Istilah penyembuhan diri (self-healing) merupakan salah satu upaya memulihkan diri dan memanjakan diri dari rutinitas yang sibuk atau bahkan membuat kewalahan (burnout).
Psikolog klinis Zahrah Nabila Putri mengatakan, mengapresiasi diri sendiri dengan self-healing sesuai keinginan merupakan hal yang wajar. Namun, perlu diimbangi dengan refleksi diri, apakah self-healing tersebut bermanfaat bagi diri sendiri.
“Mungkin kita sudah terjebak dengan istilah ini, namun, kita perlu tahu basic needs kita dengan coba tanya ke diri sendiri, apakah self-healing itu bentuk kita untuk melarikan diri dan mengalihkan perhatian kita dari masalah, atau benar-benar bisa menjadi support system untuk atasi burnout kita,” tutur Zahra, dilansir dari Antara.
Batasan: Ketika paham self-healing bisa untuk dijadikan dukungan dari diri untuk menghadapi burnout, harapannya tentu kegiatan itu bisa menjadi support.
“Bicara soal batasan, itu adalah pertanyaan untuk diri sendiri, apakah kita menerima atau menolak (gagasan itu) untuk menghadapi stres kita,” ujar Zahrah.
Burnt-out: Self-healing biasanya beriringan dengan adanya burnout — rasa lelah dan kewalahan dengan banyaknya tuntutan pekerjaan atau lainnya. Menurut Zahrah, burnout yang hadir seiring dengan tren hustle culture di kalangan anak muda ini terjadi karena paparan informasi yang begitu banyak dan cepat. Apalagi, diperparah dengan sifat alami manusia yang kompetitif.
Namun, setiap orang memiliki fondasi yang berbeda, ada yang sudah cukup kuat, dan ada pula yang masih berusaha membangun pijakannya. Dengan paparan informasi yang cepat, tentu akan banyak ‘serangan’ yang menggoda di dalam proses tersebut.
“Di sini, diperlukan jeda informasi. Bagi mereka yang merasa fondasinya belum cukup kuat dan dipaksa kerja keras, itu bisa berpengaruh ke kondisi mentalnya. Dukungan tiap orang pun berbeda-beda, dan itu menjadi perjalanan mereka masing-masing,” ucapnya.
Akui kemampuan: Menurut Zahrah, penting bagi setiap individu untuk mau mengakui ketika mereka sudah tidak kuat dan mampu menangani berbagai hal tersebut.
Beberapa tanda yang bisa disadari, di antaranya kehilangan rasa sukacita saat bekerja, merasa pekerjaan adalah beban yang luar biasa, hingga merasa bekerja seperti layaknya sebuah ‘robot’.
“Kita perlu mengakui kalau kita merasa burnout.

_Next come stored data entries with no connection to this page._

use async_trait::async_trait;
use parkly_shared::pii::Masked;

/// Context handed to the messaging collaborator when a booking is confirmed
/// or cancelled. Kept flat so implementations can template it directly. The
/// recipient address is masked in Debug/log output; real senders unwrap it.
#[derive(Debug, Clone)]
pub struct BookingNotification {
    pub booking_code: String,
    pub user_email: Masked<String>,
    pub spot_name: String,
    pub total_amount: i64,
    pub currency: String,
}

/// Outbound messaging seam (email/SMS). Callers dispatch through a spawned
/// task and only log failures; a send error must never fail a request whose
/// payment has already been finalized.
#[async_trait]
pub trait NotificationSender: Send + Sync {
    async fn send_booking_confirmation(
        &self,
        notification: &BookingNotification,
    ) -> Result<(), Box<dyn std::error::Error + Send + Sync>>;

    async fn send_cancellation(
        &self,
        notification: &BookingNotification,
        reason: &str,
    ) -> Result<(), Box<dyn std::error::Error + Send + Sync>>;
}

/// Default sender that records the message in the logs. The real mailer is a
/// deployment concern wired in at startup.
pub struct LogNotificationSender;

#[async_trait]
impl NotificationSender for LogNotificationSender {
    async fn send_booking_confirmation(
        &self,
        notification: &BookingNotification,
    ) -> Result<(), Box<dyn std::error::Error + Send + Sync>> {
        tracing::info!(
            "Booking confirmation for {} ({} {}) -> {}",
            notification.booking_code,
            notification.total_amount,
            notification.currency,
            notification.user_email
        );
        Ok(())
    }

    async fn send_cancellation(
        &self,
        notification: &BookingNotification,
        reason: &str,
    ) -> Result<(), Box<dyn std::error::Error + Send + Sync>> {
        tracing::info!(
            "Cancellation notice for {} ({}) -> {}",
            notification.booking_code,
            reason,
            notification.user_email
        );
        Ok(())
    }
}
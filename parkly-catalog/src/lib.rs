pub mod billing;
pub mod repository;
pub mod spot;

pub use repository::SpotRepository;
pub use spot::ParkingSpot;
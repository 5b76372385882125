use axum::{
    extract::State,
    routing::{get, post},
    Extension, Json, Router,
};
use chrono::{DateTime, Utc};
use serde::{Deserialize, Serialize};
use uuid::Uuid;

use crate::error::ApiError;
use crate::middleware::auth::CustomerClaims;
use crate::state::AppState;
use parkly_ledger::{Transaction, TransactionStatus, TransactionType};
use parkly_shared::models::events::{RealtimeEvent, WalletUpdatedEvent};

#[derive(Debug, Serialize)]
pub struct BalanceResponse {
    pub balance: i64,
}

#[derive(Debug, Serialize)]
#[serde(rename_all = "camelCase")]
pub struct TransactionResponse {
    pub id: Uuid,
    pub booking_id: Option<Uuid>,
    #[serde(rename = "type")]
    pub tx_type: TransactionType,
    pub amount: i64,
    pub balance_before: i64,
    pub balance_after: i64,
    pub status: TransactionStatus,
    pub description: String,
    pub created_at: DateTime<Utc>,
}

impl From<Transaction> for TransactionResponse {
    fn from(t: Transaction) -> Self {
        Self {
            id: t.id,
            booking_id: t.booking_id,
            tx_type: t.tx_type,
            amount: t.amount,
            balance_before: t.balance_before,
            balance_after: t.balance_after,
            status: t.status,
            description: t.description,
            created_at: t.created_at,
        }
    }
}

#[derive(Debug, Serialize)]
pub struct TransactionListResponse {
    pub transactions: Vec<TransactionResponse>,
}

#[derive(Debug, Deserialize)]
pub struct WithdrawRequest {
    pub amount: i64,
}

#[derive(Debug, Serialize)]
pub struct WithdrawResponse {
    pub transaction: TransactionResponse,
}

pub fn routes() -> Router<AppState> {
    Router::new()
        .route("/wallet", get(get_balance))
        .route("/wallet/transactions", get(list_transactions))
        .route("/wallet/withdraw", post(request_withdrawal))
}

/// GET /wallet
async fn get_balance(
    State(state): State<AppState>,
    Extension(claims): Extension<CustomerClaims>,
) -> Result<Json<BalanceResponse>, ApiError> {
    let user_id = claims.user_id()?;
    let balance = state
        .ledger
        .get_balance(user_id)
        .await
        .map_err(ApiError::from_ledger)?;
    Ok(Json(BalanceResponse { balance }))
}

/// GET /wallet/transactions
async fn list_transactions(
    State(state): State<AppState>,
    Extension(claims): Extension<CustomerClaims>,
) -> Result<Json<TransactionListResponse>, ApiError> {
    let user_id = claims.user_id()?;
    let transactions = state
        .ledger
        .list_transactions(user_id)
        .await
        .map_err(ApiError::from_ledger)?;

    Ok(Json(TransactionListResponse {
        transactions: transactions.into_iter().map(Into::into).collect(),
    }))
}

/// POST /wallet/withdraw
/// The wallet is debited immediately; the transaction stays pending until an
/// admin settles the payout out-of-band.
async fn request_withdrawal(
    State(state): State<AppState>,
    Extension(claims): Extension<CustomerClaims>,
    Json(req): Json<WithdrawRequest>,
) -> Result<Json<WithdrawResponse>, ApiError> {
    let user_id = claims.user_id()?;

    let tx = state
        .ledger
        .debit(
            user_id,
            req.amount,
            TransactionType::WithdrawalRequest,
            None,
            "Withdrawal request",
            serde_json::json!({}),
        )
        .await
        .map_err(ApiError::from_ledger)?;

    state.emit(RealtimeEvent::WalletUpdated(WalletUpdatedEvent {
        user_id,
        new_balance: tx.balance_after,
    }));

    tracing::info!("Withdrawal of {} requested by {}", req.amount, user_id);

    Ok(Json(WithdrawResponse {
        transaction: tx.into(),
    }))
}
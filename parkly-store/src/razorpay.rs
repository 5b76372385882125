use async_trait::async_trait;
use chrono::Utc;
use parkly_core::payment::{GatewayOrder, PaymentGateway};
use serde::{Deserialize, Serialize};

const DEFAULT_BASE_URL: &str = "https://api.razorpay.com";

/// HTTP client for the Razorpay Orders API. Only order creation is needed
/// here; payment capture happens on the client and is proven back to us via
/// the webhook-style signature the verifier checks.
pub struct RazorpayGateway {
    http: reqwest::Client,
    key_id: String,
    key_secret: String,
    base_url: String,
}

impl RazorpayGateway {
    pub fn new(key_id: String, key_secret: String, base_url: Option<String>) -> Self {
        Self {
            http: reqwest::Client::new(),
            key_id,
            key_secret,
            base_url: base_url.unwrap_or_else(|| DEFAULT_BASE_URL.to_string()),
        }
    }
}

#[derive(Debug, Serialize)]
struct CreateOrderBody<'a> {
    amount: i64,
    currency: &'a str,
    receipt: &'a str,
}

#[derive(Debug, Deserialize)]
struct CreateOrderResponse {
    id: String,
    amount: i64,
    currency: String,
    receipt: Option<String>,
}

#[async_trait]
impl PaymentGateway for RazorpayGateway {
    async fn create_order(
        &self,
        amount: i64,
        currency: &str,
        receipt: &str,
    ) -> Result<GatewayOrder, Box<dyn std::error::Error + Send + Sync>> {
        let url = format!("{}/v1/orders", self.base_url);

        let response = self
            .http
            .post(&url)
            .basic_auth(&self.key_id, Some(&self.key_secret))
            .json(&CreateOrderBody {
                amount,
                currency,
                receipt,
            })
            .send()
            .await?;

        if !response.status().is_success() {
            let status = response.status();
            let body = response.text().await.unwrap_or_default();
            tracing::error!("Gateway order creation failed: {} {}", status, body);
            return Err(format!("Gateway returned {status}").into());
        }

        let order: CreateOrderResponse = response.json().await?;

        Ok(GatewayOrder {
            id: order.id,
            amount: order.amount,
            currency: order.currency,
            receipt: order.receipt.unwrap_or_else(|| receipt.to_string()),
            created_at: Utc::now(),
        })
    }
}
use crate::middleware::resiliency::CircuitBreaker;
use parkly_booking::{BookingRepository, PaymentOrchestrator};
use parkly_catalog::SpotRepository;
use parkly_core::events::EventSink;
use parkly_core::notify::NotificationSender;
use parkly_ledger::LedgerRepository;
use parkly_shared::models::events::RealtimeEvent;
use parkly_store::app_config::BusinessRules;
use parkly_store::RedisClient;
use std::sync::Arc;
use std::time::Duration;
use tokio::sync::broadcast;

#[derive(Clone)]
pub struct AuthConfig {
    pub secret: String,
    pub expiration: u64,
}

/// Gateway credentials the API needs at request time: the public key handed
/// to checkout clients and the shared secret signatures are verified with.
#[derive(Clone)]
pub struct PaymentSettings {
    pub key_id: String,
    pub key_secret: String,
    pub currency: String,
}

pub struct Resiliency {
    pub payment_cb: CircuitBreaker,
}

impl Default for Resiliency {
    fn default() -> Self {
        Self {
            payment_cb: CircuitBreaker::new("payment", 5, Duration::from_secs(30)),
        }
    }
}

#[derive(Clone)]
pub struct AppState {
    pub spots: Arc<dyn SpotRepository>,
    pub bookings: Arc<dyn BookingRepository>,
    pub ledger: Arc<dyn LedgerRepository>,
    pub payments: Arc<PaymentOrchestrator>,
    pub notifier: Arc<dyn NotificationSender>,
    pub events: Arc<dyn EventSink>,
    pub redis: Arc<RedisClient>,
    pub realtime_tx: broadcast::Sender<RealtimeEvent>,
    pub auth: AuthConfig,
    pub payment: PaymentSettings,
    pub business_rules: BusinessRules,
    pub resiliency: Arc<Resiliency>,
}

impl AppState {
    /// Fan an event out to SSE subscribers and, in the background, to the
    /// durable sink. Both sides are best-effort; the caller's transition has
    /// already committed.
    pub fn emit(&self, event: RealtimeEvent) {
        let _ = self.realtime_tx.send(event.clone());

        let sink = self.events.clone();
        tokio::spawn(async move {
            match serde_json::to_string(&event) {
                Ok(payload) => {
                    if let Err(e) = sink.publish(event.topic(), &event.key(), &payload).await {
                        tracing::warn!("Failed to publish {} event: {}", event.topic(), e);
                    }
                }
                Err(e) => tracing::warn!("Failed to serialize {} event: {}", event.topic(), e),
            }
        });
    }
}
use chrono::{DateTime, Utc};
use serde::{Deserialize, Serialize};
use uuid::Uuid;

/// A sellable parking spot. `available_slots` is the live inventory counter
/// mutated by the reservation guard; `total_slots` is the fixed capacity.
#[derive(Debug, Clone, Serialize, Deserialize)]
pub struct ParkingSpot {
    pub id: Uuid,
    pub owner_id: Uuid,
    pub name: String,
    pub total_slots: i32,
    pub available_slots: i32,
    /// Major currency units per hour.
    pub price_per_hour: i64,
    pub is_active: bool,
    pub created_at: DateTime<Utc>,
    pub updated_at: DateTime<Utc>,
}

impl ParkingSpot {
    pub fn new(owner_id: Uuid, name: String, total_slots: i32, price_per_hour: i64) -> Self {
        let now = Utc::now();
        Self {
            id: Uuid::new_v4(),
            owner_id,
            name,
            total_slots,
            available_slots: total_slots,
            price_per_hour,
            is_active: true,
            created_at: now,
            updated_at: now,
        }
    }

    /// Invariant: 0 <= available_slots <= total_slots. Any write that would
    /// exceed capacity is corrected downward.
    pub fn clamp_available(&mut self) {
        if self.available_slots > self.total_slots {
            self.available_slots = self.total_slots;
        }
        if self.available_slots < 0 {
            self.available_slots = 0;
        }
        self.updated_at = Utc::now();
    }

    /// A spot accepts new bookings only while active with free capacity.
    pub fn is_bookable(&self) -> bool {
        self.is_active && self.available_slots > 0
    }
}

#[cfg(test)]
mod tests {
    use super::*;

    #[test]
    fn test_new_spot_starts_full() {
        let spot = ParkingSpot::new(Uuid::new_v4(), "Lot A".to_string(), 12, 100);
        assert_eq!(spot.available_slots, 12);
        assert!(spot.is_bookable());
    }

    #[test]
    fn test_clamp_corrects_overflow_downward() {
        let mut spot = ParkingSpot::new(Uuid::new_v4(), "Lot A".to_string(), 5, 100);
        spot.available_slots = 9;
        spot.clamp_available();
        assert_eq!(spot.available_slots, 5);

        spot.available_slots = -2;
        spot.clamp_available();
        assert_eq!(spot.available_slots, 0);
    }

    #[test]
    fn test_inactive_spot_not_bookable() {
        let mut spot = ParkingSpot::new(Uuid::new_v4(), "Lot A".to_string(), 5, 100);
        spot.is_active = false;
        assert!(!spot.is_bookable());

        spot.is_active = true;
        spot.available_slots = 0;
        assert!(!spot.is_bookable());
    }
}
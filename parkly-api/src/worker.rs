use chrono::{Duration as ChronoDuration, Utc};
use tokio::time::{sleep, Duration};
use tracing::{error, info};

use crate::state::AppState;
use parkly_shared::models::events::{RealtimeEvent, SlotUpdatedEvent};

/// Background sweep for checkouts that never completed payment. A pending
/// booking holds a reserved slot; past the TTL it is failed and the slot
/// goes back into inventory. The sweep claims bookings with the same
/// pending-only conditional update the verifier uses, so a payment landing
/// mid-sweep always wins.
pub async fn start_pending_booking_reaper(state: AppState) {
    let interval = Duration::from_secs(state.business_rules.reaper_interval_seconds);
    let ttl = ChronoDuration::seconds(state.business_rules.pending_payment_ttl_seconds as i64);

    info!(
        "Pending-booking reaper started (ttl {}s, every {}s)",
        state.business_rules.pending_payment_ttl_seconds,
        state.business_rules.reaper_interval_seconds
    );

    loop {
        sleep(interval).await;

        let cutoff = Utc::now() - ttl;
        let expired = match state.bookings.expire_stale_pending(cutoff).await {
            Ok(expired) => expired,
            Err(e) => {
                error!("Reaper sweep failed: {}", e);
                continue;
            }
        };

        if expired.is_empty() {
            continue;
        }

        info!("Reaper expired {} stale pending bookings", expired.len());

        for booking in expired {
            match state.spots.release_slot(booking.parking_spot_id).await {
                Ok(Some(spot)) => {
                    state.emit(RealtimeEvent::SlotUpdated(SlotUpdatedEvent {
                        parking_id: spot.id,
                        available_slots: spot.available_slots,
                    }));
                }
                Ok(None) => {
                    // Spot deleted while the booking was pending; nothing to
                    // release.
                }
                Err(e) => {
                    error!(
                        "Failed to release slot for expired booking {}: {}",
                        booking.id, e
                    );
                }
            }
        }
    }
}
use async_trait::async_trait;
use chrono::{DateTime, Utc};
use parkly_booking::models::{Booking, BookingStatus, PaymentStatus};
use parkly_booking::BookingRepository;
use sqlx::postgres::PgRow;
use sqlx::{PgPool, Row};
use uuid::Uuid;

const BOOKING_COLUMNS: &str = "id, user_id, parking_spot_id, car_id, start_time, end_time, hours, \
     total_amount, status, payment_status, order_id, payment_id, payment_signature, booking_code, \
     special_requests, failure_reason, cancellation_reason, cancelled_at, created_at, updated_at";

pub struct PgBookingRepository {
    pool: PgPool,
}

impl PgBookingRepository {
    pub fn new(pool: PgPool) -> Self {
        Self { pool }
    }
}

fn booking_from_row(row: &PgRow) -> Result<Booking, Box<dyn std::error::Error + Send + Sync>> {
    let status_raw: String = row.try_get("status")?;
    let status = BookingStatus::parse(&status_raw)
        .ok_or_else(|| format!("Unknown booking status in store: {status_raw}"))?;

    let payment_raw: String = row.try_get("payment_status")?;
    let payment_status = PaymentStatus::parse(&payment_raw)
        .ok_or_else(|| format!("Unknown payment status in store: {payment_raw}"))?;

    Ok(Booking {
        id: row.try_get("id")?,
        user_id: row.try_get("user_id")?,
        parking_spot_id: row.try_get("parking_spot_id")?,
        car_id: row.try_get("car_id")?,
        start_time: row.try_get("start_time")?,
        end_time: row.try_get("end_time")?,
        hours: row.try_get("hours")?,
        total_amount: row.try_get("total_amount")?,
        status,
        payment_status,
        order_id: row.try_get("order_id")?,
        payment_id: row.try_get("payment_id")?,
        payment_signature: row.try_get("payment_signature")?,
        booking_code: row.try_get("booking_code")?,
        special_requests: row.try_get("special_requests")?,
        failure_reason: row.try_get("failure_reason")?,
        cancellation_reason: row.try_get("cancellation_reason")?,
        cancelled_at: row.try_get("cancelled_at")?,
        created_at: row.try_get("created_at")?,
        updated_at: row.try_get("updated_at")?,
    })
}

#[async_trait]
impl BookingRepository for PgBookingRepository {
    async fn create(
        &self,
        booking: &Booking,
    ) -> Result<(), Box<dyn std::error::Error + Send + Sync>> {
        sqlx::query(
            "INSERT INTO bookings (id, user_id, parking_spot_id, car_id, start_time, end_time, \
             hours, total_amount, status, payment_status, order_id, payment_id, payment_signature, \
             booking_code, special_requests, failure_reason, cancellation_reason, cancelled_at, \
             created_at, updated_at)
             VALUES ($1, $2, $3, $4, $5, $6, $7, $8, $9, $10, $11, $12, $13, $14, $15, $16, $17, $18, $19, $20)",
        )
        .bind(booking.id)
        .bind(booking.user_id)
        .bind(booking.parking_spot_id)
        .bind(booking.car_id)
        .bind(booking.start_time)
        .bind(booking.end_time)
        .bind(booking.hours)
        .bind(booking.total_amount)
        .bind(booking.status.as_str())
        .bind(booking.payment_status.as_str())
        .bind(&booking.order_id)
        .bind(&booking.payment_id)
        .bind(&booking.payment_signature)
        .bind(&booking.booking_code)
        .bind(&booking.special_requests)
        .bind(&booking.failure_reason)
        .bind(&booking.cancellation_reason)
        .bind(booking.cancelled_at)
        .bind(booking.created_at)
        .bind(booking.updated_at)
        .execute(&self.pool)
        .await?;
        Ok(())
    }

    async fn get(
        &self,
        id: Uuid,
    ) -> Result<Option<Booking>, Box<dyn std::error::Error + Send + Sync>> {
        let sql = format!("SELECT {BOOKING_COLUMNS} FROM bookings WHERE id = $1");
        let row = sqlx::query(&sql).bind(id).fetch_optional(&self.pool).await?;
        row.as_ref().map(booking_from_row).transpose()
    }

    async fn set_order_id(
        &self,
        id: Uuid,
        order_id: &str,
    ) -> Result<(), Box<dyn std::error::Error + Send + Sync>> {
        sqlx::query("UPDATE bookings SET order_id = $2, updated_at = NOW() WHERE id = $1")
            .bind(id)
            .bind(order_id)
            .execute(&self.pool)
            .await?;
        Ok(())
    }

    async fn delete(&self, id: Uuid) -> Result<(), Box<dyn std::error::Error + Send + Sync>> {
        sqlx::query("DELETE FROM bookings WHERE id = $1")
            .bind(id)
            .execute(&self.pool)
            .await?;
        Ok(())
    }

    async fn mark_confirmed_if_pending(
        &self,
        id: Uuid,
        payment_id: &str,
        signature: &str,
    ) -> Result<Option<Booking>, Box<dyn std::error::Error + Send + Sync>> {
        // Conditional claim: only one verifier can flip pending -> paid.
        let sql = format!(
            "UPDATE bookings
             SET status = 'confirmed', payment_status = 'paid', payment_id = $2,
                 payment_signature = $3, updated_at = NOW()
             WHERE id = $1 AND payment_status = 'pending'
             RETURNING {BOOKING_COLUMNS}"
        );
        let row = sqlx::query(&sql)
            .bind(id)
            .bind(payment_id)
            .bind(signature)
            .fetch_optional(&self.pool)
            .await?;
        row.as_ref().map(booking_from_row).transpose()
    }

    async fn mark_failed_if_pending(
        &self,
        id: Uuid,
        reason: &str,
    ) -> Result<Option<Booking>, Box<dyn std::error::Error + Send + Sync>> {
        let sql = format!(
            "UPDATE bookings
             SET status = 'failed', payment_status = 'failed', failure_reason = $2,
                 updated_at = NOW()
             WHERE id = $1 AND payment_status = 'pending'
             RETURNING {BOOKING_COLUMNS}"
        );
        let row = sqlx::query(&sql)
            .bind(id)
            .bind(reason)
            .fetch_optional(&self.pool)
            .await?;
        row.as_ref().map(booking_from_row).transpose()
    }

    async fn cancel(
        &self,
        id: Uuid,
        reason: Option<&str>,
    ) -> Result<Option<Booking>, Box<dyn std::error::Error + Send + Sync>> {
        let sql = format!(
            "UPDATE bookings
             SET status = 'cancelled', cancellation_reason = $2, cancelled_at = NOW(),
                 updated_at = NOW()
             WHERE id = $1 AND status NOT IN ('cancelled', 'completed')
             RETURNING {BOOKING_COLUMNS}"
        );
        let row = sqlx::query(&sql)
            .bind(id)
            .bind(reason)
            .fetch_optional(&self.pool)
            .await?;
        row.as_ref().map(booking_from_row).transpose()
    }

    async fn set_payment_refunded(
        &self,
        id: Uuid,
    ) -> Result<(), Box<dyn std::error::Error + Send + Sync>> {
        sqlx::query("UPDATE bookings SET payment_status = 'refunded', updated_at = NOW() WHERE id = $1")
            .bind(id)
            .execute(&self.pool)
            .await?;
        Ok(())
    }

    async fn expire_stale_pending(
        &self,
        cutoff: DateTime<Utc>,
    ) -> Result<Vec<Booking>, Box<dyn std::error::Error + Send + Sync>> {
        // Same pending-only claim as the verifier, so a checkout finishing
        // concurrently with the sweep can never be clobbered.
        let sql = format!(
            "UPDATE bookings
             SET status = 'failed', payment_status = 'failed',
                 failure_reason = 'payment window expired', updated_at = NOW()
             WHERE status = 'pending' AND payment_status = 'pending' AND created_at < $1
             RETURNING {BOOKING_COLUMNS}"
        );
        let rows = sqlx::query(&sql).bind(cutoff).fetch_all(&self.pool).await?;
        rows.iter().map(booking_from_row).collect()
    }

    async fn count_confirmed_for_spot(
        &self,
        spot_id: Uuid,
    ) -> Result<i64, Box<dyn std::error::Error + Send + Sync>> {
        let row = sqlx::query(
            "SELECT COUNT(*) AS total FROM bookings WHERE parking_spot_id = $1 AND status = 'confirmed'",
        )
        .bind(spot_id)
        .fetch_one(&self.pool)
        .await?;
        Ok(row.try_get("total")?)
    }

    async fn list_for_user(
        &self,
        user_id: Uuid,
    ) -> Result<Vec<Booking>, Box<dyn std::error::Error + Send + Sync>> {
        let sql = format!(
            "SELECT {BOOKING_COLUMNS} FROM bookings WHERE user_id = $1 ORDER BY created_at DESC"
        );
        let rows = sqlx::query(&sql).bind(user_id).fetch_all(&self.pool).await?;
        rows.iter().map(booking_from_row).collect()
    }
}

Yang perlu dilakukan adalah melihat tiga sisi kita yaitu dari sisi emosional, fisik, dan pikiran. Manakah burnout yang paling menyerang dari ketiga hal itu. Dari situ, kita bisa coba release dengan berbagai hal yang sesuai seperti olahraga, meditasi, journalling, dan lainnya,” ujar Zahrah.